Property investors who are chasing value, solid returns and growth potential are looking beyond the real estate hotspots of Dubai and Abu Dhabi to the emerging emirates. Ajman and Sharjah are braced for similar property booms to those experienced by their neighbours, as investors see attractive opportunities among a host of new developments in these less mature markets. Many are due for completion within the next three years.

Since Ajman introduced freehold property in 2004, the state has had an influx of investment from major local developers. Almost 200 freehold residential towers are either under construction or have been completed in that time.


Bold choice

Nicholas Maclean, managing director (Middle East) of global real estate services firm CB Richard Ellis, says Ajman is a “bold” choice for developers given the current level of infrastructure but it does offer a unique opportunity to capture Gulf Co-operation Council (GCC) buyers who are keen on entering the secondary homes market.

It also appeals to workers in Dubai who are being priced out of the rental market, says Stephen Flanagan, a senior surveyor at global real estate adviser DTZ. He believes Ajman is a strong growth location based on the short commute to the world’s fastest-growing city.

“Long term, the emirate will not be as popular as Dubai but may be considered an affordable alternative, and there should be a relatively strong market for low- to lower-middle--income rental property,” says Mr Flanagan. “We would not be surprised to see rental growth for apartments, subject to rent directives, of some 15% a year, with capital values showing similar growth – at least in the short term.”

Recent improvements in infrastructure, roads and power as well as government support for developers has been accompanied by an increasing number of real estate players launching projects in the state. Buyers are also attracted to Ajman as the emirate promises the possibility of 100% ownership rights and guaranteed residency visas.
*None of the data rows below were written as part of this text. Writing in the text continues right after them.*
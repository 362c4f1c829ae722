pub mod connection;
pub mod entities;
pub mod migration;
pub mod repository;

use sea_orm::DatabaseConnection;
use once_cell::sync::OnceCell;

use crate::config::DatabaseConfig;

pub use repository::SeaOrmRelevanceRepository;

static DATABASE: OnceCell<DatabaseConnection> = OnceCell::new();

/// 连接数据库并执行迁移
pub async fn open_database(config: &DatabaseConfig) -> anyhow::Result<DatabaseConnection> {
    let conn = connection::connect(config).await?;

    // 运行迁移
    migration::run_migrations(&conn).await?;

    Ok(conn)
}

/// 初始化全局数据库连接
pub async fn init_database(config: &DatabaseConfig) -> anyhow::Result<DatabaseConnection> {
    let conn = open_database(config).await?;

    DATABASE.set(conn.clone())
        .map_err(|_| anyhow::anyhow!("Database already initialized"))?;

    tracing::info!("Database initialized: {}", config.url);

    Ok(conn)
}

pub fn get_database() -> Option<&'static DatabaseConnection> {
    DATABASE.get()
}
use std::sync::Arc;
use once_cell::sync::OnceCell;
use sea_orm::DatabaseConnection;

use crate::database::SeaOrmRelevanceRepository;
use crate::relevance::{AssignRequest, IdMap, RelevanceManager};

static RELEVANCE_MANAGER: OnceCell<Arc<RelevanceManager>> = OnceCell::new();

fn get_relevance_manager() -> anyhow::Result<&'static Arc<RelevanceManager>> {
    RELEVANCE_MANAGER.get()
        .ok_or_else(|| anyhow::anyhow!("Relevance manager not initialized. Call init_application first."))
}

/// 初始化关联管理器（内部使用）
pub(crate) fn init_relevance_manager(conn: DatabaseConnection) -> anyhow::Result<()> {
    let repository = SeaOrmRelevanceRepository::new(conn);
    let manager = RelevanceManager::new(Arc::new(repository));
    RELEVANCE_MANAGER.set(Arc::new(manager))
        .map_err(|_| anyhow::anyhow!("Relevance manager already initialized"))?;
    Ok(())
}

/// 添加关联
pub async fn assign(key: String, first_id: String, second_ids: Vec<String>) -> anyhow::Result<()> {
    let manager = get_relevance_manager()?;
    manager.assign(&key, &first_id, &second_ids).await?;
    Ok(())
}

/// 按请求添加关联
pub async fn assign_request(request: AssignRequest) -> anyhow::Result<()> {
    let manager = get_relevance_manager()?;
    manager.assign_request(&request).await?;
    Ok(())
}

/// 批量添加关联，`pairs` 为 (first_id, second_id)
pub async fn assign_pairs(key: String, pairs: Vec<(String, String)>) -> anyhow::Result<()> {
    let manager = get_relevance_manager()?;
    let id_map: IdMap = pairs.into_iter().collect();
    manager.assign_map(&key, &id_map).await?;
    Ok(())
}

/// 取消关联，`second_ids` 为空时取消 first_id 的全部关联
pub async fn unassign(key: String, first_id: String, second_ids: Vec<String>) -> anyhow::Result<()> {
    let manager = get_relevance_manager()?;
    manager.unassign(&key, &first_id, &second_ids).await?;
    Ok(())
}

/// 删除 first_ids 的全部关联
pub async fn delete_by(key: String, first_ids: Vec<String>) -> anyhow::Result<()> {
    let manager = get_relevance_manager()?;
    manager.delete_by(&key, &first_ids).await?;
    Ok(())
}

/// 根据关联表的一列获取另一列
pub async fn get(key: String, return_second_ids: bool, ids: Vec<String>) -> anyhow::Result<Vec<String>> {
    let manager = get_relevance_manager()?;
    Ok(manager.get(&key, return_second_ids, &ids).await?)
}
use sea_orm_migration::prelude::*;

#[derive(DeriveMigrationName)]
pub struct Migration;

#[async_trait::async_trait]
impl MigrationTrait for Migration {
    async fn up(&self, manager: &SchemaManager) -> Result<(), DbErr> {
        // Relevance 表
        manager.create_table(
            Table::create()
                .table(Relevance::Table)
                .if_not_exists()
                .col(ColumnDef::new(Relevance::Id).integer().not_null().auto_increment().primary_key())
                .col(ColumnDef::new(Relevance::Key).string().not_null())
                .col(ColumnDef::new(Relevance::FirstId).string().not_null())
                .col(ColumnDef::new(Relevance::SecondId).string().not_null())
                .col(ColumnDef::new(Relevance::OperateTime).date_time().not_null())
                .to_owned()
        ).await?;

        // 反向查询 (key, second_id)
        manager.create_index(
            Index::create()
                .name("idx_relevance_key_second_id")
                .table(Relevance::Table)
                .col(Relevance::Key)
                .col(Relevance::SecondId)
                .to_owned()
        ).await?;

        Ok(())
    }

    async fn down(&self, manager: &SchemaManager) -> Result<(), DbErr> {
        manager.drop_table(Table::drop().table(Relevance::Table).to_owned()).await?;
        Ok(())
    }
}

#[derive(Iden)]
enum Relevance {
    Table,
    Id,
    Key,
    FirstId,
    SecondId,
    OperateTime,
}
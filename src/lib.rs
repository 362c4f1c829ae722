pub mod api;
pub mod config;
pub mod database;
pub mod relevance;

pub use crate::config::{AppConfig, DatabaseConfig};
pub use relevance::{
    keys, AssignRequest, IdMap, RelevanceError, RelevanceFilter, RelevanceManager, RelevanceRepository,
    UnitOfWork,
};

use tracing_subscriber::EnvFilter;

/// 初始化日志（只初始化一次）
pub fn init_logging(filter: &str) {
    let _ = tracing_subscriber::fmt()
        .with_env_filter(EnvFilter::try_new(filter).unwrap_or_else(|_| EnvFilter::new("info")))
        .try_init();
}

/// 初始化应用
pub async fn init_application(config: AppConfig) -> anyhow::Result<()> {
    init_logging(&config.log_filter);

    if !config.database.is_in_memory() {
        if let Some(dir) = sqlite_parent_dir(&config.database.url) {
            // 创建目录
            tokio::fs::create_dir_all(&dir).await?;
        }
    }

    // 初始化数据库
    let conn = database::init_database(&config.database).await?;

    // 初始化关联管理器
    api::relevance_api::init_relevance_manager(conn)?;

    tracing::info!("Application initialized: {}", config.database.url);

    Ok(())
}

/// `sqlite:/path/to/file.db?mode=rwc` 中数据库文件所在目录
fn sqlite_parent_dir(url: &str) -> Option<std::path::PathBuf> {
    let path = url.strip_prefix("sqlite:")?;
    let path = path.trim_start_matches("//");
    let path = path.split('?').next()?;
    std::path::Path::new(path)
        .parent()
        .filter(|p| !p.as_os_str().is_empty())
        .map(|p| p.to_path_buf())
}
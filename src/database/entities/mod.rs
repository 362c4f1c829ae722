pub mod relevance;

pub use relevance::Entity as RelevanceEntity;
use sea_orm_migration::prelude::*;

#[derive(DeriveMigrationName)]
pub struct Migration;

const INDEX_NAME: &str = "idx_relevance_key_first_second";

#[async_trait::async_trait]
impl MigrationTrait for Migration {
    async fn up(&self, manager: &SchemaManager) -> Result<(), DbErr> {
        // 同一关联类型下 (first_id, second_id) 只能出现一次
        manager
            .create_index(
                Index::create()
                    .name(INDEX_NAME)
                    .table(Relevance::Table)
                    .col(Relevance::Key)
                    .col(Relevance::FirstId)
                    .col(Relevance::SecondId)
                    .unique()
                    .to_owned(),
            )
            .await
    }

    async fn down(&self, manager: &SchemaManager) -> Result<(), DbErr> {
        manager
            .drop_index(
                Index::drop()
                    .name(INDEX_NAME)
                    .table(Relevance::Table)
                    .to_owned(),
            )
            .await
    }
}

#[derive(Iden)]
enum Relevance {
    Table,
    Key,
    FirstId,
    SecondId,
}
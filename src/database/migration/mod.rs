pub use sea_orm_migration::prelude::*;

mod m20261001_000001_create_relevance;
mod m20261008_000001_unique_relevance_pair;

pub struct Migrator;

#[async_trait::async_trait]
impl MigratorTrait for Migrator {
    fn migrations() -> Vec<Box<dyn MigrationTrait>> {
        vec![
            Box::new(m20261001_000001_create_relevance::Migration),
            Box::new(m20261008_000001_unique_relevance_pair::Migration),
        ]
    }
}

pub async fn run_migrations(conn: &sea_orm::DatabaseConnection) -> anyhow::Result<()> {
    Migrator::up(conn, None).await?;
    tracing::info!("Database migrations completed");
    Ok(())
}
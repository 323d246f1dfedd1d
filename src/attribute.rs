use itertools::Itertools as _;
use std::collections::HashMap;

/// Ordering of the distinct values discovered for a categorical attribute.
#[derive(Debug, Clone, Copy, PartialEq, Eq, Hash, Default)]
pub enum DomainOrder {
    /// Byte-wise string order.
    #[default]
    Lexicographic,

    /// Order of first appearance in the source column.
    FirstSeen,
}

/// The closed set of permitted values of a categorical attribute.
#[derive(Debug, Clone, PartialEq, Eq)]
pub struct Domain {
    values: Vec<String>,
    index: HashMap<String, usize>,
}

impl Domain {
    pub fn from_values<I, S>(values: I, order: DomainOrder) -> Self
    where
        I: IntoIterator<Item = S>,
        S: AsRef<str>,
    {
        let distinct = values
            .into_iter()
            .map(|v| v.as_ref().to_owned())
            .unique();
        let values = match order {
            DomainOrder::Lexicographic => distinct.sorted().collect::<Vec<_>>(),
            DomainOrder::FirstSeen => distinct.collect::<Vec<_>>(),
        };
        let index = values
            .iter()
            .enumerate()
            .map(|(i, v)| (v.clone(), i))
            .collect();
        Self { values, index }
    }

    pub fn len(&self) -> usize {
        self.values.len()
    }

    pub fn is_empty(&self) -> bool {
        self.values.is_empty()
    }

    pub fn values(&self) -> &[String] {
        &self.values
    }

    pub fn value(&self, index: usize) -> Option<&str> {
        self.values.get(index).map(String::as_str)
    }

    pub fn index_of(&self, value: &str) -> Option<usize> {
        self.index.get(value).copied()
    }

    pub fn contains(&self, value: &str) -> bool {
        self.index.contains_key(value)
    }
}

#[derive(Debug, Clone, PartialEq)]
pub enum AttributeKind {
    Numeric,
    Categorical(Domain),
}

/// A named column of a [`Table`](crate::Table).
#[derive(Debug, Clone, PartialEq)]
pub struct Attribute {
    name: String,
    kind: AttributeKind,
}

impl Attribute {
    pub fn numeric(name: impl Into<String>) -> Self {
        Self {
            name: name.into(),
            kind: AttributeKind::Numeric,
        }
    }

    pub fn categorical(name: impl Into<String>, domain: Domain) -> Self {
        Self {
            name: name.into(),
            kind: AttributeKind::Categorical(domain),
        }
    }

    pub fn name(&self) -> &str {
        &self.name
    }

    pub fn kind(&self) -> &AttributeKind {
        &self.kind
    }

    pub fn is_numeric(&self) -> bool {
        matches!(self.kind, AttributeKind::Numeric)
    }

    pub fn is_categorical(&self) -> bool {
        matches!(self.kind, AttributeKind::Categorical(_))
    }

    /// Permitted values, or `None` for a numeric attribute.
    pub fn domain(&self) -> Option<&Domain> {
        match &self.kind {
            AttributeKind::Numeric => None,
            AttributeKind::Categorical(domain) => Some(domain),
        }
    }
}

#[cfg(test)]
mod tests {
    use super::*;

    #[test]
    fn lexicographic_domain_works() {
        let domain = Domain::from_values(["red", "blue", "red", "green"], DomainOrder::Lexicographic);
        assert_eq!(domain.values(), ["blue", "green", "red"]);
        assert_eq!(domain.index_of("red"), Some(2));
        assert_eq!(domain.index_of("purple"), None);
        assert_eq!(domain.value(0), Some("blue"));
        assert_eq!(domain.value(3), None);
    }

    #[test]
    fn first_seen_domain_works() {
        let domain = Domain::from_values(["red", "blue", "red", "green"], DomainOrder::FirstSeen);
        assert_eq!(domain.values(), ["red", "blue", "green"]);
        assert!(domain.contains("green"));
        assert_eq!(domain.len(), 3);
    }

    #[test]
    fn empty_domain() {
        let domain = Domain::from_values(Vec::<String>::new(), DomainOrder::default());
        assert!(domain.is_empty());
    }

    #[test]
    fn attribute_kinds() {
        let x = Attribute::numeric("x");
        assert!(x.is_numeric());
        assert!(x.domain().is_none());

        let color = Attribute::categorical(
            "color",
            Domain::from_values(["b", "a"], DomainOrder::Lexicographic),
        );
        assert!(color.is_categorical());
        assert_eq!(color.name(), "color");
        assert_eq!(color.domain().map(|d| d.len()), Some(2));
    }
}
Emirates City is one of a range of developments designed to drive economic growth in the United Arab Emirates’ smallest emirate. The Dh15bn ($4bn) town-sized project consists of 72 residential and commercial towers, ranging in height from 20 to 50 floors.

Ajman One is a significant Dh2.7bn development due for completion in early 2010. Developed by Aqaar Properties, it features residential, commercial, hospitality and leisure projects on a 775,000-square-foot plot.

The mixed-use development residential section was 90% sold in just six months. Most buyers are GCC nationals and locally based expatriates who are keen to secure affordable housing in the UAE.

Boom in the offing

Neighbouring Sharjah is also on the verge of a property boom due to the increasing gap between supply and demand. Mr Maclean says that returns will be “substantially higher” than in Dubai or Abu Dhabi, subject to the government further developing infrastructure and supporting business to expand into the emirate.

“There is strong demand from businesses looking for office space outside of Dubai. Many financial sector clients are looking to split their front- and back-office functions and find their staff already living in the emirate,” he says.

Nujoom Islands is the largest commercial, residential and tourism project in Sharjah and its Dh18bn is a significant investment in the area, covering 60 million square feet and 13 sectors of land.